# Records from a data collection
::::::::
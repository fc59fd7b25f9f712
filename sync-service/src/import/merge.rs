//! Merges staged rows into canonical customers.
//!
//! Rows are read in pages of `pending` rows only, so re-running the worker
//! after an interruption picks up exactly where the last run stopped. Each
//! identity group commits atomically with its rows' terminal status.

use crate::import::csv_fields::{CsvSourceType, RowView};
use crate::ingest::normalize::{
    normalize_email, normalize_phone, parse_decimal_lenient, to_minor_units, DEFAULT_CURRENCY,
};
use crate::models::{CanonicalStatus, MergedCustomer, RowStatus, StagingRow};
use crate::services::metrics::record_import_rows;
use crate::services::store::{GroupCommit, MergeCounts, Store};
use backoff::future::retry;
use backoff::ExponentialBackoff;
use service_core::error::AppError;
use std::collections::HashMap;
use std::sync::Arc;
use std::time::Duration;
use tracing::{debug, info, warn};
use uuid::Uuid;

/// Totals of one merge pass over an import.
#[derive(Debug, Clone, Copy, Default, PartialEq, Eq, serde::Serialize)]
#[serde(rename_all = "camelCase")]
pub struct MergeReport {
    /// Rows marked merged, including those folded into existing customers.
    pub merged: u64,
    /// Merged rows whose customer already existed.
    pub conflict: u64,
    pub skipped: u64,
    pub error: u64,
    pub groups: u64,
    pub pages: u64,
}

impl MergeReport {
    fn add(&mut self, counts: &MergeCounts) {
        self.merged += counts.merged as u64;
        self.conflict += counts.conflict as u64;
        self.skipped += counts.skipped as u64;
        self.error += counts.error as u64;
    }
}

/// Grouping key: email first, phone when no email.
#[derive(Debug, Clone, PartialEq, Eq, Hash)]
enum IdentityKey {
    Email(String),
    Phone(String),
}

struct MergeGroup {
    row_ids: Vec<Uuid>,
    customer: MergedCustomer,
}

pub struct MergeWorker {
    store: Arc<dyn Store>,
    page_size: i64,
    retry_max_elapsed: Duration,
}

impl MergeWorker {
    pub fn new(store: Arc<dyn Store>, page_size: i64, retry_max_elapsed: Duration) -> Self {
        Self {
            store,
            page_size: page_size.max(1),
            retry_max_elapsed,
        }
    }

    /// Drain every pending row of `import_id`.
    pub async fn run(&self, import_id: Uuid) -> Result<MergeReport, AppError> {
        let mut report = MergeReport::default();

        loop {
            let rows = self
                .store
                .fetch_pending_rows(import_id, self.page_size)
                .await?;
            if rows.is_empty() {
                break;
            }
            report.pages += 1;

            let (groups, unidentified) = group_rows(&rows);
            let mut counts = MergeCounts::default();

            if !unidentified.is_empty() {
                let marked = self
                    .store
                    .mark_rows(&unidentified, RowStatus::Skipped, Some("no usable email or phone"))
                    .await?;
                counts.skipped += marked as i64;
            }

            for group in groups {
                report.groups += 1;
                match self.commit_group(&group).await {
                    Ok(Some(commit)) => {
                        counts.merged += commit.rows as i64;
                        if commit.existed {
                            counts.conflict += commit.rows as i64;
                        }
                    }
                    Ok(None) => {
                        // Some rows were finished elsewhere; the rest are
                        // picked up again on the next page.
                        debug!(import_id = %import_id, rows = group.row_ids.len(), "Merge group changed underneath, re-reading");
                    }
                    Err(e) => {
                        warn!(
                            import_id = %import_id,
                            rows = group.row_ids.len(),
                            error = %e,
                            "Merge group failed after retries"
                        );
                        let message = format!("merge failed: {}", e);
                        let marked = self
                            .store
                            .mark_rows(&group.row_ids, RowStatus::Error, Some(&message))
                            .await?;
                        counts.error += marked as i64;
                    }
                }
            }

            self.store.add_merge_counts(import_id, &counts).await?;
            report.add(&counts);

            if counts.merged + counts.skipped + counts.error == 0 {
                // Every group lost its race; avoid spinning on rows someone
                // else is finishing.
                warn!(import_id = %import_id, "Merge page made no progress, stopping");
                break;
            }
        }

        record_import_rows("merge", "merged", report.merged);
        record_import_rows("merge", "conflict", report.conflict);
        record_import_rows("merge", "skipped", report.skipped);
        record_import_rows("merge", "error", report.error);

        info!(
            import_id = %import_id,
            merged = report.merged,
            conflict = report.conflict,
            skipped = report.skipped,
            error = report.error,
            pages = report.pages,
            "Merge pass finished"
        );

        Ok(report)
    }

    async fn commit_group(&self, group: &MergeGroup) -> Result<Option<GroupCommit>, AppError> {
        let backoff = ExponentialBackoff {
            initial_interval: Duration::from_millis(100),
            max_elapsed_time: Some(self.retry_max_elapsed),
            ..Default::default()
        };

        retry(backoff, || async {
            self.store
                .commit_merge_group(&group.row_ids, &group.customer)
                .await
                .map_err(backoff::Error::transient)
        })
        .await
    }
}

fn identity_key(row: &StagingRow) -> Option<IdentityKey> {
    if let Some(email) = row.email.as_deref().and_then(normalize_email) {
        return Some(IdentityKey::Email(email));
    }
    row.phone
        .as_deref()
        .and_then(normalize_phone)
        .map(IdentityKey::Phone)
}

/// Split a page into identity groups (first-seen order) and rows with no
/// identity.
fn group_rows(rows: &[StagingRow]) -> (Vec<MergeGroup>, Vec<Uuid>) {
    let mut index: HashMap<IdentityKey, usize> = HashMap::new();
    let mut groups: Vec<MergeGroup> = Vec::new();
    let mut unidentified = Vec::new();

    for row in rows {
        let Some(key) = identity_key(row) else {
            unidentified.push(row.id);
            continue;
        };
        let slot = *index.entry(key.clone()).or_insert_with(|| {
            let (email, phone) = match &key {
                IdentityKey::Email(email) => (Some(email.clone()), None),
                IdentityKey::Phone(phone) => (None, Some(phone.clone())),
            };
            groups.push(MergeGroup {
                row_ids: Vec::new(),
                customer: MergedCustomer {
                    email,
                    phone,
                    ..Default::default()
                },
            });
            groups.len() - 1
        });
        let group = &mut groups[slot];
        group.row_ids.push(row.id);
        fold_row(&mut group.customer, row);
    }

    for group in &mut groups {
        group.customer.tags.sort();
        group.customer.tags.dedup();
    }

    (groups, unidentified)
}

/// First non-null wins for scalars; successful amounts add up.
fn fold_row(customer: &mut MergedCustomer, row: &StagingRow) {
    let source_type = CsvSourceType::parse(Some(&row.source_type));
    let aggregates = RowView::new(&row.raw_data).aggregates(source_type);

    if customer.phone.is_none() {
        customer.phone = row.phone.as_deref().and_then(normalize_phone);
    }
    if customer.full_name.is_none() {
        customer.full_name = row
            .full_name
            .as_deref()
            .map(str::trim)
            .filter(|n| !n.is_empty())
            .map(str::to_string);
    }
    if customer.currency.is_none() {
        customer.currency = aggregates.currency.clone();
    }

    let successful = aggregates
        .status
        .as_deref()
        .map_or(true, |s| CanonicalStatus::from_external(s) == CanonicalStatus::Paid);
    if successful {
        let currency = aggregates
            .currency
            .as_deref()
            .or(customer.currency.as_deref())
            .unwrap_or(DEFAULT_CURRENCY);
        if let Some(minor) = aggregates
            .amount
            .as_deref()
            .and_then(parse_decimal_lenient)
            .and_then(|amount| to_minor_units(amount, currency))
        {
            customer.total_spent_minor = customer.total_spent_minor.saturating_add(minor);
            customer.payment_count += 1;
        }
    }

    customer.tags.extend(aggregates.tags);
}

#[cfg(test)]
mod tests {
    use super::*;
    use crate::models::NewStagingRow;
    use crate::services::store::{ImportStore, MemoryStore};
    use std::collections::BTreeMap;

    fn staged(row_number: i64, pairs: &[(&str, &str)]) -> NewStagingRow {
        let raw_data: BTreeMap<String, String> = pairs
            .iter()
            .map(|(k, v)| (k.to_string(), v.to_string()))
            .collect();
        let view = RowView::new(&raw_data);
        let identity = view.identity();
        NewStagingRow {
            row_number,
            email: identity.email,
            phone: identity.phone,
            full_name: identity.full_name,
            raw_data,
        }
    }

    async fn seed(store: &MemoryStore, source_type: &str, rows: Vec<NewStagingRow>) -> Uuid {
        let import = store.create_import("test.csv", source_type).await.unwrap();
        store
            .insert_staging_rows(import.id, source_type, &rows)
            .await
            .unwrap();
        import.id
    }

    fn worker(store: Arc<MemoryStore>, page_size: i64) -> MergeWorker {
        MergeWorker::new(store, page_size, Duration::from_millis(200))
    }

    #[tokio::test]
    async fn non_null_name_wins_within_a_group() {
        let store = Arc::new(MemoryStore::new());
        let import_id = seed(
            &store,
            "customers",
            vec![
                staged(1, &[("email", "pat@example.com"), ("total_spent", "10.00")]),
                staged(
                    2,
                    &[
                        ("email", "PAT@example.com"),
                        ("full_name", "Pat Lee"),
                        ("total_spent", "$5.50"),
                        ("tags", "vip,new"),
                    ],
                ),
            ],
        )
        .await;

        let report = worker(store.clone(), 100).run(import_id).await.unwrap();

        assert_eq!(report.merged, 2);
        assert_eq!(report.groups, 1);
        let customer = store
            .find_customer_by_email("pat@example.com")
            .await
            .unwrap()
            .unwrap();
        assert_eq!(customer.full_name.as_deref(), Some("Pat Lee"));
        assert_eq!(customer.total_spent_minor, 1550);
        assert_eq!(customer.payment_count, 2);
        assert_eq!(customer.tags, vec!["new", "vip"]);
    }

    #[tokio::test]
    async fn only_successful_transactions_count_toward_totals() {
        let store = Arc::new(MemoryStore::new());
        let import_id = seed(
            &store,
            "transactions",
            vec![
                staged(1, &[("email", "a@example.com"), ("amount", "20"), ("status", "paid")]),
                staged(2, &[("email", "a@example.com"), ("amount", "99"), ("status", "failed")]),
                staged(3, &[("email", "a@example.com"), ("amount", "1.25"), ("status", "succeeded")]),
            ],
        )
        .await;

        worker(store.clone(), 100).run(import_id).await.unwrap();

        let customer = store
            .find_customer_by_email("a@example.com")
            .await
            .unwrap()
            .unwrap();
        assert_eq!(customer.total_spent_minor, 2125);
        assert_eq!(customer.payment_count, 2);
    }

    #[tokio::test]
    async fn every_row_reaches_a_terminal_status_across_pages() {
        let store = Arc::new(MemoryStore::new());
        let mut rows: Vec<NewStagingRow> = (0..7)
            .map(|i| staged(i + 1, &[("email", format!("u{}@example.com", i % 3).as_str())]))
            .collect();
        rows.push(NewStagingRow {
            row_number: 8,
            email: None,
            phone: None,
            full_name: Some("ghost".into()),
            raw_data: BTreeMap::new(),
        });
        rows.push(staged(9, &[("phone", "555 123 4567")]));
        let import_id = seed(&store, "generic", rows).await;

        let report = worker(store.clone(), 3).run(import_id).await.unwrap();

        let counts = store.count_rows_by_status(import_id).await.unwrap();
        assert_eq!(counts.pending, 0);
        assert_eq!(counts.merged, 8);
        assert_eq!(counts.skipped, 1);
        assert_eq!(report.merged, 8);
        assert_eq!(report.skipped, 1);
        // Emails repeat across pages, so later pages fold into existing customers.
        assert!(report.conflict > 0);
        assert!(store.find_customer_by_phone("5551234567").await.unwrap().is_some());

        let import = store.get_import(import_id).await.unwrap().unwrap();
        assert_eq!(import.rows_merged, 8);
        assert_eq!(import.rows_skipped, 1);
    }

    #[tokio::test]
    async fn existing_customer_keeps_its_name() {
        let store = Arc::new(MemoryStore::new());
        let first = seed(
            &store,
            "customers",
            vec![staged(1, &[("email", "kim@example.com"), ("name", "Kim"), ("total_spent", "3")])],
        )
        .await;
        worker(store.clone(), 10).run(first).await.unwrap();

        let second = seed(
            &store,
            "customers",
            vec![staged(1, &[("email", "kim@example.com"), ("name", "K. Doe"), ("total_spent", "4")])],
        )
        .await;
        let report = worker(store.clone(), 10).run(second).await.unwrap();

        assert_eq!(report.conflict, 1);
        let customer = store
            .find_customer_by_email("kim@example.com")
            .await
            .unwrap()
            .unwrap();
        assert_eq!(customer.full_name.as_deref(), Some("Kim"));
        assert_eq!(customer.total_spent_minor, 700);
    }

    #[tokio::test]
    async fn rerun_after_completion_is_a_no_op() {
        let store = Arc::new(MemoryStore::new());
        let import_id = seed(&store, "customers", vec![staged(1, &[("email", "x@example.com")])]).await;
        let merge = worker(store.clone(), 10);

        merge.run(import_id).await.unwrap();
        let again = merge.run(import_id).await.unwrap();

        assert_eq!(again, MergeReport::default());
    }
}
::::::::
# What to produce
Given the data above, which lines hold the string "GroupCommit"? Return them.

# Reply to the task
use crate::services::store::{GroupCommit, MergeCounts, Store};
    async fn commit_group(&self, group: &MergeGroup) -> Result<Option<GroupCommit>, AppError> {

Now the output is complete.